Personal information
- Full name: Sarah Ewens
- Date of birth: 19 April 1992 (age 34)
- Place of birth: Edinburgh, Scotland
- Position: Forward

Team information
- Current team: Rangers
- Number: 19

Youth career
- Hutchison Vale

Senior career*
- Years: Team / Apps / (Gls)
- 2009–2015: Spartans / 54+ / (42+)
- 2015–2016: Hibernian
- 2016–2021: Celtic
- 2021–2022: Birmingham City / 11 / (0)
- 2022–2023: London City Lionesses / 19 / (12)
- 2023–: Rangers / 23 / (6)

International career^{‡}
- 2008–2009: Scotland U17 / 3 / (0)
- 2009–2010: Scotland U19 / 13 / (1)
- 2024–: Scotland / 1 / (0)

= Sarah Ewens =

Scottish footballer (born 1992)

Sarah Ewens (born 19 April 1992) is a Scottish professional footballer who plays as a forward for Rangers.

==Club career==
After finishing on the losing side in three SWPL Cup finals and one Scottish Women's Cup final in her early career with Spartans, Ewens moved to Hibernian where she won both those trophies in the 2016 season but struggled to claim a place in the starting line-up, then signed for Celtic in December of that year. She scored 64 goals in 98 appearances for Celtic across the next four seasons (but had disappointment in two further SWPL Cup finals against former side Hibs), before joining Birmingham City for an undisclosed transfer fee in July 2021.

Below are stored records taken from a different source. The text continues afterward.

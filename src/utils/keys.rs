//! Key material and its hex encoding
//!
//! Keys travel over the wire and into storage as lowercase hex strings. [`KeyMaterial`]
//! keeps track of what the bytes are so a private key can never end up where a
//! public key is expected, and the serde helper modules below are the only path
//! between the hex form and the typed form.

use data_encoding::HEXLOWER;
use std::fmt;

use crate::error::{BlockchainError, Result};
use crate::utils::crypto::{address_from_public_key, public_key_from_pkcs8};

/// Length of an uncompressed SEC1 P-256 point
pub const PUBLIC_KEY_LEN: usize = 65;

#[derive(Clone, PartialEq, Eq, Hash)]
pub enum KeyMaterial {
    /// Uncompressed SEC1 P-256 point (`0x04 ∥ x ∥ y`)
    Public(Vec<u8>),
    /// PKCS#8 v1 document holding a P-256 key pair
    Private(Vec<u8>),
}

impl KeyMaterial {
    pub fn as_bytes(&self) -> &[u8] {
        match self {
            KeyMaterial::Public(bytes) | KeyMaterial::Private(bytes) => bytes,
        }
    }

    pub fn is_public(&self) -> bool {
        matches!(self, KeyMaterial::Public(_))
    }

    pub fn encode(&self) -> String {
        HEXLOWER.encode(self.as_bytes())
    }

    pub fn decode_public(hex: &str) -> Result<KeyMaterial> {
        let bytes = decode_hex(hex)?;
        if bytes.len() != PUBLIC_KEY_LEN || bytes[0] != 0x04 {
            return Err(BlockchainError::Crypto(format!(
                "Expected a {PUBLIC_KEY_LEN}-byte uncompressed P-256 key, got {} bytes",
                bytes.len()
            )));
        }
        Ok(KeyMaterial::Public(bytes))
    }

    pub fn decode_private(hex: &str) -> Result<KeyMaterial> {
        let bytes = decode_hex(hex)?;
        // parse once so a bad document fails here rather than at signing time
        public_key_from_pkcs8(&bytes)?;
        Ok(KeyMaterial::Private(bytes))
    }

    /// Public half of this key. For a private key this derives it from the PKCS#8 document.
    pub fn to_public(&self) -> Result<KeyMaterial> {
        match self {
            KeyMaterial::Public(_) => Ok(self.clone()),
            KeyMaterial::Private(pkcs8) => Ok(KeyMaterial::Public(public_key_from_pkcs8(pkcs8)?)),
        }
    }

    pub fn address(&self) -> Result<String> {
        match self {
            KeyMaterial::Public(bytes) => Ok(address_from_public_key(bytes)),
            KeyMaterial::Private(_) => self.to_public()?.address(),
        }
    }
}

impl fmt::Debug for KeyMaterial {
    fn fmt(&self, f: &mut fmt::Formatter<'_>) -> fmt::Result {
        match self {
            KeyMaterial::Public(_) => write!(f, "Public({})", self.encode()),
            KeyMaterial::Private(_) => write!(f, "Private(<redacted>)"),
        }
    }
}

pub fn decode_hex(hex: &str) -> Result<Vec<u8>> {
    HEXLOWER
        .decode(hex.to_ascii_lowercase().as_bytes())
        .map_err(|e| BlockchainError::Serialization(format!("Invalid hex encoding: {e}")))
}

/// Serde adapter for an optional public key. Absent keys are written as `null`;
/// both `null` and the empty string read back as `None`.
pub mod public_key_hex {
    use super::KeyMaterial;
    use serde::{de::Error, Deserialize, Deserializer, Serializer};

    pub fn serialize<S: Serializer>(
        key: &Option<KeyMaterial>,
        serializer: S,
    ) -> Result<S::Ok, S::Error> {
        match key {
            Some(key) => serializer.serialize_some(&key.encode()),
            None => serializer.serialize_none(),
        }
    }

    pub fn deserialize<'de, D: Deserializer<'de>>(
        deserializer: D,
    ) -> Result<Option<KeyMaterial>, D::Error> {
        match Option::<String>::deserialize(deserializer)? {
            Some(hex) if !hex.is_empty() => KeyMaterial::decode_public(&hex)
                .map(Some)
                .map_err(D::Error::custom),
            _ => Ok(None),
        }
    }
}

/// Serde adapter for optional raw bytes (signatures), same conventions as [`public_key_hex`].
pub mod bytes_hex {
    use super::decode_hex;
    use data_encoding::HEXLOWER;
    use serde::{de::Error, Deserialize, Deserializer, Serializer};

    pub fn serialize<S: Serializer>(
        bytes: &Option<Vec<u8>>,
        serializer: S,
    ) -> Result<S::Ok, S::Error> {
        match bytes {
            Some(bytes) => serializer.serialize_some(&HEXLOWER.encode(bytes)),
            None => serializer.serialize_none(),
        }
    }

    pub fn deserialize<'de, D: Deserializer<'de>>(
        deserializer: D,
    ) -> Result<Option<Vec<u8>>, D::Error> {
        match Option::<String>::deserialize(deserializer)? {
            Some(hex) if !hex.is_empty() => decode_hex(&hex).map(Some).map_err(D::Error::custom),
            _ => Ok(None),
        }
    }
}

#[cfg(test)]
mod tests {
    use super::*;
    use crate::utils::crypto::new_key_pair;
    use serde::{Deserialize, Serialize};

    #[derive(Serialize, Deserialize, PartialEq, Debug)]
    struct Holder {
        #[serde(with = "public_key_hex", default)]
        key: Option<KeyMaterial>,
        #[serde(with = "bytes_hex", default)]
        sig: Option<Vec<u8>>,
    }

    #[test]
    fn test_public_key_hex_roundtrip() {
        let private = KeyMaterial::Private(new_key_pair().unwrap());
        let public = private.to_public().unwrap();
        let decoded = KeyMaterial::decode_public(&public.encode()).unwrap();
        assert_eq!(decoded, public);
        assert_eq!(decoded.address().unwrap(), private.address().unwrap());
    }

    #[test]
    fn test_decode_public_rejects_wrong_length() {
        assert!(KeyMaterial::decode_public("0401").is_err());
        assert!(KeyMaterial::decode_public("zz").is_err());
    }

    #[test]
    fn test_private_key_debug_is_redacted() {
        let private = KeyMaterial::Private(new_key_pair().unwrap());
        assert_eq!(format!("{private:?}"), "Private(<redacted>)");
    }

    #[test]
    fn test_serde_adapters_accept_empty_and_null() {
        let holder: Holder = serde_json::from_str(r#"{"key": "", "sig": null}"#).unwrap();
        assert_eq!(holder, Holder { key: None, sig: None });

        let holder: Holder = serde_json::from_str("{}").unwrap();
        assert_eq!(holder, Holder { key: None, sig: None });

        let holder = Holder {
            key: None,
            sig: Some(vec![0xde, 0xad]),
        };
        let json = serde_json::to_string(&holder).unwrap();
        assert_eq!(json, r#"{"key":null,"sig":"dead"}"#);
    }
}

After joining Rangers in 2023, she came off the bench in both the 2024 Scottish Women's Premier League Cup final and the 2024 Scottish Women's Cup final as her team won both trophies, also narrowly missing out on the league title.

==International career==
Ewens was selected in a senior Scotland squad for the first time in April 2023.